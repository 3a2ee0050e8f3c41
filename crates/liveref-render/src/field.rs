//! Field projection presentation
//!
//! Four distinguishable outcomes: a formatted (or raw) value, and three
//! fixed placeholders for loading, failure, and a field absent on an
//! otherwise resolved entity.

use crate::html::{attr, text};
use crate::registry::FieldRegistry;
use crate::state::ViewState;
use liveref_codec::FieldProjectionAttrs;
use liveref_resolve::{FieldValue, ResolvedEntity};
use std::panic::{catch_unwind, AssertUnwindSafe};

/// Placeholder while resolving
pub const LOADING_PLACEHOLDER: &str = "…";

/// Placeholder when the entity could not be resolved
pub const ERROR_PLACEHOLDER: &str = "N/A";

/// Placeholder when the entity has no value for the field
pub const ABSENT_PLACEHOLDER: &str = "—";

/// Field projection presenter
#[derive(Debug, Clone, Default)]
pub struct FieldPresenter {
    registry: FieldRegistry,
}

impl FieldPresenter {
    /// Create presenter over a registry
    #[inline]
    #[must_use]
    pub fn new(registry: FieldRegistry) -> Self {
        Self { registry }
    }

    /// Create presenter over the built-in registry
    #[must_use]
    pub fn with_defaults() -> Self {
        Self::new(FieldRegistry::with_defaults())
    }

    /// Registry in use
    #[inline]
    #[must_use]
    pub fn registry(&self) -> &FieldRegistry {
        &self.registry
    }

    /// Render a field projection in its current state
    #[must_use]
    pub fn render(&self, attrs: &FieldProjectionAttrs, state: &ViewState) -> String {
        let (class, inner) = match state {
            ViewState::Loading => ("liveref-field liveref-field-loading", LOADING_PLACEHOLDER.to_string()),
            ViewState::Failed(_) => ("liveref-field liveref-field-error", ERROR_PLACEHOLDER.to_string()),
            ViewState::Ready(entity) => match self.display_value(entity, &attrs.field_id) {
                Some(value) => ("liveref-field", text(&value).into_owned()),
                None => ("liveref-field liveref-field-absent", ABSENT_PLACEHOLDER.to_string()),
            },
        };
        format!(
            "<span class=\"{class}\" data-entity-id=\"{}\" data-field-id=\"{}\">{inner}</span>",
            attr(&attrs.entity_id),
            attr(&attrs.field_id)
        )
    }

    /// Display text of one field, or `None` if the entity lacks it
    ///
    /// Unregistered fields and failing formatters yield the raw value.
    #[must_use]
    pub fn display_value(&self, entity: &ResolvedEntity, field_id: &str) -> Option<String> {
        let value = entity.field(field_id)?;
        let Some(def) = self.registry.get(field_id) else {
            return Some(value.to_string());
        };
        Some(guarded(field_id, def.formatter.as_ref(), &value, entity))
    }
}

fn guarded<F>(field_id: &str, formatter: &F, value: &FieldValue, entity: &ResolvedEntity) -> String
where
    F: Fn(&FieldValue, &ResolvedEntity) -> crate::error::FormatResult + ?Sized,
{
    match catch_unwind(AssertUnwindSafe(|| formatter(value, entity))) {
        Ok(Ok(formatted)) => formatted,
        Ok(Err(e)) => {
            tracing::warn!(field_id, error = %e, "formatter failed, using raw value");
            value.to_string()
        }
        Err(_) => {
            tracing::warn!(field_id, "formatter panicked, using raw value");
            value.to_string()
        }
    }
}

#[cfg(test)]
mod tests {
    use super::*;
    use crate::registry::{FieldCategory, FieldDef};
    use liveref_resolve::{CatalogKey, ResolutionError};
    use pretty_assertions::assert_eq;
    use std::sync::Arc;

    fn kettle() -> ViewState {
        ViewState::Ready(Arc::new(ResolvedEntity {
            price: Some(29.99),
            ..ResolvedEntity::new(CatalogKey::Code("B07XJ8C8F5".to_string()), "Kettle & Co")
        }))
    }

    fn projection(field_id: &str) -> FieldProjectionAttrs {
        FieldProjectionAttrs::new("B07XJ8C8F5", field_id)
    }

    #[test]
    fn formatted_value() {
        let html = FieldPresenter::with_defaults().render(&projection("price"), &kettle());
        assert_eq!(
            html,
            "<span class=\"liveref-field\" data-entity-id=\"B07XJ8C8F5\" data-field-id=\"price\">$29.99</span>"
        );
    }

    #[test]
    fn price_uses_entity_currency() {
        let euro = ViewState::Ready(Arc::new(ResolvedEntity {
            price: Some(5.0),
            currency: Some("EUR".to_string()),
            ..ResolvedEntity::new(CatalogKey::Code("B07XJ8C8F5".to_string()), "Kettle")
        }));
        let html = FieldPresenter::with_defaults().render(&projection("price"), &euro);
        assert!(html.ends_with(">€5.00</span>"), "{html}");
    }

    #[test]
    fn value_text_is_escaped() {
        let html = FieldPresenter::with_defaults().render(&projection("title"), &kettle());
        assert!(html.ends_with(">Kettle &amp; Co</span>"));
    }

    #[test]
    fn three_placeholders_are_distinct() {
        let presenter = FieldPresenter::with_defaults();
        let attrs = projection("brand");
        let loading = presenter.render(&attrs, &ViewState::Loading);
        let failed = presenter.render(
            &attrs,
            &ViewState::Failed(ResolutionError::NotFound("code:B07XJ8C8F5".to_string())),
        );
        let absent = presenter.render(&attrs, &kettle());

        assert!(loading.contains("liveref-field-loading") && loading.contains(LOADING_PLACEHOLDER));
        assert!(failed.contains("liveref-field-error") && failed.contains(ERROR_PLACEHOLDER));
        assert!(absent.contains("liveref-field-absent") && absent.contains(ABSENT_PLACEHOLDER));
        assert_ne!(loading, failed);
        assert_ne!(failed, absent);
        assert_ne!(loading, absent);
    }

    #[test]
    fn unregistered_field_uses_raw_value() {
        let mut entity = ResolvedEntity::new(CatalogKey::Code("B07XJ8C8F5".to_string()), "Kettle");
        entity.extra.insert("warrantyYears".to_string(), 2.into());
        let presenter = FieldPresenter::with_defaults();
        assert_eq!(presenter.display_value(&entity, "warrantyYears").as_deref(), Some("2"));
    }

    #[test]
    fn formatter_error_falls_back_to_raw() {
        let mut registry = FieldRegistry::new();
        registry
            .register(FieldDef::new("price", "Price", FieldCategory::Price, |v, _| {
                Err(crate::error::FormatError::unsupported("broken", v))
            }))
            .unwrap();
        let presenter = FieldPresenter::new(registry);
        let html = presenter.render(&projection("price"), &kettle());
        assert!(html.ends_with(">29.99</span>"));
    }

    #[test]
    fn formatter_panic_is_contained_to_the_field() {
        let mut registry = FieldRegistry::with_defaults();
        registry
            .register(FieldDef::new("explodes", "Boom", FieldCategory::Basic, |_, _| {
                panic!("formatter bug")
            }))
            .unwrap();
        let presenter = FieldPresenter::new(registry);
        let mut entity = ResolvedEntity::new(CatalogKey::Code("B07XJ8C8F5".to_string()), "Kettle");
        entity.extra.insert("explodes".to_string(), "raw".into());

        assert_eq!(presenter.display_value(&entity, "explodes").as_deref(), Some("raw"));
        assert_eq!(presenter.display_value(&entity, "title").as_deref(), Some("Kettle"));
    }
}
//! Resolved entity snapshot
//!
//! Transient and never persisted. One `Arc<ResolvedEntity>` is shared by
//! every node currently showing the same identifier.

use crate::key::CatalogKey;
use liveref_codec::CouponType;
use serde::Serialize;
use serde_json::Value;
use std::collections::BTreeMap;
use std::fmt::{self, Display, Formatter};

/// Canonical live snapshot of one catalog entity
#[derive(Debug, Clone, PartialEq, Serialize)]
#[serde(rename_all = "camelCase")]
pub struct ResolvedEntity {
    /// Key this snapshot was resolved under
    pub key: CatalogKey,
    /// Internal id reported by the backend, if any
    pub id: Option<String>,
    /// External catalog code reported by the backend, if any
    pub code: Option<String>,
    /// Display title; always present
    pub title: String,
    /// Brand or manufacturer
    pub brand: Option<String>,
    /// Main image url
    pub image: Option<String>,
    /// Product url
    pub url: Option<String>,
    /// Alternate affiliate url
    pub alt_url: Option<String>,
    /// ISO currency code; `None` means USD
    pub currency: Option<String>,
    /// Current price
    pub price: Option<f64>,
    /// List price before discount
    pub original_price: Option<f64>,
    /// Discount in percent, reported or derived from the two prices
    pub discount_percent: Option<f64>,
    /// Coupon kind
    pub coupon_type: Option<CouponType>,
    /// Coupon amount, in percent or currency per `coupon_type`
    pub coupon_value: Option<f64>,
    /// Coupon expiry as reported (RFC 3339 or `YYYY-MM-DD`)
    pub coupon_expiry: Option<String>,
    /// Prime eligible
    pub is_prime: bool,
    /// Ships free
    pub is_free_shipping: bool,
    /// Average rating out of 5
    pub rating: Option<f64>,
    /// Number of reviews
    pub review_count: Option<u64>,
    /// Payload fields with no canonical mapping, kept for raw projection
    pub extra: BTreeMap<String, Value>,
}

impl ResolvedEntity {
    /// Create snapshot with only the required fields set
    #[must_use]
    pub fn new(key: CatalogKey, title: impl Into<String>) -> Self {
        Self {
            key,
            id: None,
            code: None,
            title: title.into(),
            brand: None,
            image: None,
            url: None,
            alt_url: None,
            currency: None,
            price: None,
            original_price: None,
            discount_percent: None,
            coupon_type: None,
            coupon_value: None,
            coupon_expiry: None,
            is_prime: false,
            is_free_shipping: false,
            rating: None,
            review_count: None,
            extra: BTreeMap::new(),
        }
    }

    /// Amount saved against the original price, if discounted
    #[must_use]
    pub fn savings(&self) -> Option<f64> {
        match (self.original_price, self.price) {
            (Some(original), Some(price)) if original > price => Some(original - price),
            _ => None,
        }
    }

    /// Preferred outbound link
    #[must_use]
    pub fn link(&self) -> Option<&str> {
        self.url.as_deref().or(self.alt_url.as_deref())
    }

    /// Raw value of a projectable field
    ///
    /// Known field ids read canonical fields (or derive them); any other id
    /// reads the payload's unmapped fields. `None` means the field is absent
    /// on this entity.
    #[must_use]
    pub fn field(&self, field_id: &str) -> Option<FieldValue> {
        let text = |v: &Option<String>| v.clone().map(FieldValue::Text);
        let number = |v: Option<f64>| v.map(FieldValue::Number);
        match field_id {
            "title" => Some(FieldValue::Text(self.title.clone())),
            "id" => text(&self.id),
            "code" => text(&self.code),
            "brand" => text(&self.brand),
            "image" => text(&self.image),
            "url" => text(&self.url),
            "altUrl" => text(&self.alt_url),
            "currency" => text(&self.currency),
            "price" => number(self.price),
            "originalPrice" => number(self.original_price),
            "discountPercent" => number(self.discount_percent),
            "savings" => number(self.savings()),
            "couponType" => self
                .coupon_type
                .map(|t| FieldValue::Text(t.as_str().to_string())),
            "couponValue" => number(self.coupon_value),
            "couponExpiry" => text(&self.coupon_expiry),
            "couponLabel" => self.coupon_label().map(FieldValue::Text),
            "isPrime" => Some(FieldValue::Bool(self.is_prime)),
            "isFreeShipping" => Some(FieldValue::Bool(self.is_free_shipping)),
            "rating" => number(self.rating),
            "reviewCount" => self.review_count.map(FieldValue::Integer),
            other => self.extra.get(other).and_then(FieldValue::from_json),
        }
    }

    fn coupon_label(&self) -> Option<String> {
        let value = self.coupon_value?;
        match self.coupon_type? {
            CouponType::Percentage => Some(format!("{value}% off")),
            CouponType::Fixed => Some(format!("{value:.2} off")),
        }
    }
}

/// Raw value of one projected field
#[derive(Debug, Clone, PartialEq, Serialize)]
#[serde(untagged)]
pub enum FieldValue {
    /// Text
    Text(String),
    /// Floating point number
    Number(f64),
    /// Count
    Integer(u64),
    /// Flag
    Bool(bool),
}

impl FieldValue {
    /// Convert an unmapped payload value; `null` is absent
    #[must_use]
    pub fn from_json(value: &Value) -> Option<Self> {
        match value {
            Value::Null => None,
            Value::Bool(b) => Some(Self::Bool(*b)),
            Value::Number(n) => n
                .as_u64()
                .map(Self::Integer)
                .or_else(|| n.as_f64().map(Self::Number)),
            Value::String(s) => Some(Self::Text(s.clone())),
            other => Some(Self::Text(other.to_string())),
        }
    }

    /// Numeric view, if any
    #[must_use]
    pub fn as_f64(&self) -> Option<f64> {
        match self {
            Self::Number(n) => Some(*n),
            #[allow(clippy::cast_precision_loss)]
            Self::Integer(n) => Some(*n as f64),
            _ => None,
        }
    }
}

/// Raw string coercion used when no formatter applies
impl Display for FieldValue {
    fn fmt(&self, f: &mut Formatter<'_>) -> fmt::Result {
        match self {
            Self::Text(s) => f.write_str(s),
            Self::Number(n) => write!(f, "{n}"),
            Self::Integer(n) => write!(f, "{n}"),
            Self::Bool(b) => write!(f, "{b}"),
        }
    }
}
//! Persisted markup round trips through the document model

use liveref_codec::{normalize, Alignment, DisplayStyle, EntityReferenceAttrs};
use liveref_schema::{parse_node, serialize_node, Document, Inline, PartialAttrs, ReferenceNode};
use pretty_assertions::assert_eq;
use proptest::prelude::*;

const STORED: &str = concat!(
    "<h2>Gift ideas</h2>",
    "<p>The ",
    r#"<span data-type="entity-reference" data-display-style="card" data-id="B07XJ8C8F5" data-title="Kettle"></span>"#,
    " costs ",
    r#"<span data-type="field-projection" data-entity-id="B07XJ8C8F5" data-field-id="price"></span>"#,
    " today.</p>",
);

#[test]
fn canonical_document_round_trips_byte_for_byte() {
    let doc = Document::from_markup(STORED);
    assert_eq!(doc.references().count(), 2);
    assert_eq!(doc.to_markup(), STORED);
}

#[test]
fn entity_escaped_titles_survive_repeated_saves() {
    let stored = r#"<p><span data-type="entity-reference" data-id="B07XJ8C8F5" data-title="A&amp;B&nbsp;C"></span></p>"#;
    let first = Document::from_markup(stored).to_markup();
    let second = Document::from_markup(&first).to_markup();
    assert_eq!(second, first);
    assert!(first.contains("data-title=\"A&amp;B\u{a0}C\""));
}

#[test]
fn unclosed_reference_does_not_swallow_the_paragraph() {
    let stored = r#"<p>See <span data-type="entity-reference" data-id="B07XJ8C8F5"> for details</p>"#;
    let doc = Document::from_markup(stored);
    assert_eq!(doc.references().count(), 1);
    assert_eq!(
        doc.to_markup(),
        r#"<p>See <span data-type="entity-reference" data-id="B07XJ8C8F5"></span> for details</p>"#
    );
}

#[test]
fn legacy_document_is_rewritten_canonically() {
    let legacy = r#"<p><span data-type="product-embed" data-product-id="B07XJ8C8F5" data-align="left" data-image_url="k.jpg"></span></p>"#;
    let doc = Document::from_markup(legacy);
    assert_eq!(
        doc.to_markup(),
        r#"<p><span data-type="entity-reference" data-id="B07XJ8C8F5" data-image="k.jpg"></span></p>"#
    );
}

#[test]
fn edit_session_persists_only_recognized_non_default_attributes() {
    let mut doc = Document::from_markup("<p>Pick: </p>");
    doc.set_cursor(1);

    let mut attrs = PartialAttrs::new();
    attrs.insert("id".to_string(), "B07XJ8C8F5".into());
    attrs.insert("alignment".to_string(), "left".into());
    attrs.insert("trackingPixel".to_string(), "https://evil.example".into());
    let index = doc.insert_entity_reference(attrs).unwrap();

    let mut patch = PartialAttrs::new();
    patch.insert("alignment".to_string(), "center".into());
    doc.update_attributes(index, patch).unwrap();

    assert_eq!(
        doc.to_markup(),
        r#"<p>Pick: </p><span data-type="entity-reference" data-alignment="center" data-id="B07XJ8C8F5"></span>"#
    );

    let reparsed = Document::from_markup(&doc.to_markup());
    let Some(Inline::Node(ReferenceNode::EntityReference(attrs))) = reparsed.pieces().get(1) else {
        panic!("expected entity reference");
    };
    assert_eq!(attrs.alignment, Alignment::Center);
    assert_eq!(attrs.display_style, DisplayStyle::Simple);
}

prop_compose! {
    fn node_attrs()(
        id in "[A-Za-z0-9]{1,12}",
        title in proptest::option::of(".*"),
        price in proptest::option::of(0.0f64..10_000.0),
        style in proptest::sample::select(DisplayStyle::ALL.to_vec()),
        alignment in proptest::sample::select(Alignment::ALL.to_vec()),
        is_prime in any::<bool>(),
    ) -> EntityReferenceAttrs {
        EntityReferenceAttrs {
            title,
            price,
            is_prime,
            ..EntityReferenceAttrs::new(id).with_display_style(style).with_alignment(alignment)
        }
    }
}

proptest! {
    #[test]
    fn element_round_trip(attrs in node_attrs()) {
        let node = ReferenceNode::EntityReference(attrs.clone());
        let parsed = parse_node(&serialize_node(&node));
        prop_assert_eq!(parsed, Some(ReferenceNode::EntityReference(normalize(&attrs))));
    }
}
----
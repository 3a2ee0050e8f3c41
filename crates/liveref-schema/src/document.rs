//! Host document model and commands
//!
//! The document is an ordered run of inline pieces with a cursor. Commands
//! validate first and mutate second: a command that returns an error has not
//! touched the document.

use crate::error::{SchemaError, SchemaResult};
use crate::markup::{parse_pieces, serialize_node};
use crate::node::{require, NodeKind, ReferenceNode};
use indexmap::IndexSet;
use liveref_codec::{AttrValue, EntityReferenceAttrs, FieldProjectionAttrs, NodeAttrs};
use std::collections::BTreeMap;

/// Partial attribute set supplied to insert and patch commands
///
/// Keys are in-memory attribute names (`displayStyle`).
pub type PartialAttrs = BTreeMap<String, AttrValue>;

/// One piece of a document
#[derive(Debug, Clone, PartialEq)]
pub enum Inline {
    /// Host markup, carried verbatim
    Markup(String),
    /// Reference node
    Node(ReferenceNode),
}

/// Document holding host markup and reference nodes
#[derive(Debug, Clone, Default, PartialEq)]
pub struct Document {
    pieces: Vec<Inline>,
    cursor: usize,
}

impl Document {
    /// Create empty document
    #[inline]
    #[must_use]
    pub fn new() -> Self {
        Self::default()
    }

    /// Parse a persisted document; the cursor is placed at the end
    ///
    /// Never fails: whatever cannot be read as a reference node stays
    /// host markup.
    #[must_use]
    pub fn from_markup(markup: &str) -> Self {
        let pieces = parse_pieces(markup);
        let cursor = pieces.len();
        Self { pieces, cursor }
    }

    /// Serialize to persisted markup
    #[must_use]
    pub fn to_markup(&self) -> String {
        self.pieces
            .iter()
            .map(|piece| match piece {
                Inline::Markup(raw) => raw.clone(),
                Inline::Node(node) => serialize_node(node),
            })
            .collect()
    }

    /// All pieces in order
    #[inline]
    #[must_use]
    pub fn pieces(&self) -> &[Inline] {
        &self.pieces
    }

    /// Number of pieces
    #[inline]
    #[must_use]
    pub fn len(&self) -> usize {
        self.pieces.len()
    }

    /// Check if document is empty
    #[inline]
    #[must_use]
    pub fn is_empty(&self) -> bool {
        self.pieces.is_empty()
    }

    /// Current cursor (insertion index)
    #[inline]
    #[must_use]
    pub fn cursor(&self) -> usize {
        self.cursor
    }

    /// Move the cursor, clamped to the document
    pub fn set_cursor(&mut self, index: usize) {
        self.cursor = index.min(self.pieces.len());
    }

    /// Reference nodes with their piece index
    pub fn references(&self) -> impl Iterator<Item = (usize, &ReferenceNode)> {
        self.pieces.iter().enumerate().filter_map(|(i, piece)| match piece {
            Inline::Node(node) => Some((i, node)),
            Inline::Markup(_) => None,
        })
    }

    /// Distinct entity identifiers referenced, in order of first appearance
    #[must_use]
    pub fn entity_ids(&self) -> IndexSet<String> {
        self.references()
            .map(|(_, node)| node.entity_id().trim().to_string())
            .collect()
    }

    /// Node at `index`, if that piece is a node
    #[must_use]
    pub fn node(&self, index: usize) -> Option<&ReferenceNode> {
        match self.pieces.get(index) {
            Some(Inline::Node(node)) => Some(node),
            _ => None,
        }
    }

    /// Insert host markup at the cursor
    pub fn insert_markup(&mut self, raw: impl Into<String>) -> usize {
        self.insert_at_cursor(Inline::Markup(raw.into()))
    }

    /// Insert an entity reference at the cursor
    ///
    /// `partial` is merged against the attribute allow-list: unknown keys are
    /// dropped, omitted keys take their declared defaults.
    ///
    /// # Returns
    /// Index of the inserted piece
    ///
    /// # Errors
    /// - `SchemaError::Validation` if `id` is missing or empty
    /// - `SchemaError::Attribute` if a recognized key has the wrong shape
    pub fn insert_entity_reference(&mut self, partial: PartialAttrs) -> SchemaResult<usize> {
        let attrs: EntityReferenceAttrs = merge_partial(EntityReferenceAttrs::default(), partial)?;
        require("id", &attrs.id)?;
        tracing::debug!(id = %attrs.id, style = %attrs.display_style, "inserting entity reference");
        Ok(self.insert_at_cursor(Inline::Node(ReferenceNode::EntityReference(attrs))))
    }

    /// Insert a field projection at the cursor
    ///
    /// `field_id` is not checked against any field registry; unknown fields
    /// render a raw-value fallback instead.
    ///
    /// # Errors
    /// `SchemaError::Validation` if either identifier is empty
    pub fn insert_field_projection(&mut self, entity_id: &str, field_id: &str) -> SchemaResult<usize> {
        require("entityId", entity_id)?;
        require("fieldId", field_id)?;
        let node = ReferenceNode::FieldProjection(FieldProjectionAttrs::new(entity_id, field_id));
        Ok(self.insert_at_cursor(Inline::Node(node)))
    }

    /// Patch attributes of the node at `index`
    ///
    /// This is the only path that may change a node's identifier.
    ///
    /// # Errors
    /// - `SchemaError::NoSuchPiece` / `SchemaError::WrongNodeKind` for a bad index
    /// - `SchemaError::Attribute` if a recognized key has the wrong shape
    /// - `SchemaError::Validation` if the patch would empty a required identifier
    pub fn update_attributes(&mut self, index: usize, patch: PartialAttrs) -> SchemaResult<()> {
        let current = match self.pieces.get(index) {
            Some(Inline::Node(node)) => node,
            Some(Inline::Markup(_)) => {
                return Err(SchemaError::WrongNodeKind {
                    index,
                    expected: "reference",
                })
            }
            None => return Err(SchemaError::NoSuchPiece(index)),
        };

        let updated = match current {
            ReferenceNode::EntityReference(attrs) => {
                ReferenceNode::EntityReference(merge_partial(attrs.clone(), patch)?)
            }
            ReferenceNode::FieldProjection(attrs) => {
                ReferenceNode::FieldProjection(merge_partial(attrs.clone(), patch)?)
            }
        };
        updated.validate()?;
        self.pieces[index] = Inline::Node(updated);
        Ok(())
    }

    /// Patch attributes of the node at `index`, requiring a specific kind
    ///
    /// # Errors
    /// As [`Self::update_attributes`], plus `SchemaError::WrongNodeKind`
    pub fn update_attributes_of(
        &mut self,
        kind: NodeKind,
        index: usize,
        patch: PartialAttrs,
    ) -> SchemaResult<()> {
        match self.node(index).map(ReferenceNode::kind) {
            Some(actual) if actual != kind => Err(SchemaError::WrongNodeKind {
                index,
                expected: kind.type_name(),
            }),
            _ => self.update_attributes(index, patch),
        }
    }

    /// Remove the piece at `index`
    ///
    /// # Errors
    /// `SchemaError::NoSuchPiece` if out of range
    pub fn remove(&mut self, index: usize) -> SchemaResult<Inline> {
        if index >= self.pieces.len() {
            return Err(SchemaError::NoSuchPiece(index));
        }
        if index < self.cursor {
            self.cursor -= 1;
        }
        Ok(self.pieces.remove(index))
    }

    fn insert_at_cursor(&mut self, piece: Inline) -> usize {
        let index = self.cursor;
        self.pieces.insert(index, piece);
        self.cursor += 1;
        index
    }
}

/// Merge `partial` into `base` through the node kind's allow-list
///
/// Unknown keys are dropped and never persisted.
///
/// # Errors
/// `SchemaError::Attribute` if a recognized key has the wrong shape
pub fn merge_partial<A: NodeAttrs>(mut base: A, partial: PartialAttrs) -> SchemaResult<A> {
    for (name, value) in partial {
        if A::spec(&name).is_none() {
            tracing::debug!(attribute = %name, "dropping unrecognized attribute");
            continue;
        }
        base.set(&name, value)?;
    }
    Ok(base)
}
----
What you should do
Reproduce each line of the material in which the string "html" occurs.

Written solution
use crate::html::{attr, text};
        let html = FieldPresenter::with_defaults().render(&projection("price"), &kettle());
            html,
        let html = FieldPresenter::with_defaults().render(&projection("price"), &euro);
        assert!(html.ends_with(">€5.00</span>"), "{html}");
        let html = FieldPresenter::with_defaults().render(&projection("title"), &kettle());
        assert!(html.ends_with(">Kettle &amp; Co</span>"));
        let html = presenter.render(&projection("price"), &kettle());
        assert!(html.ends_with(">29.99</span>"));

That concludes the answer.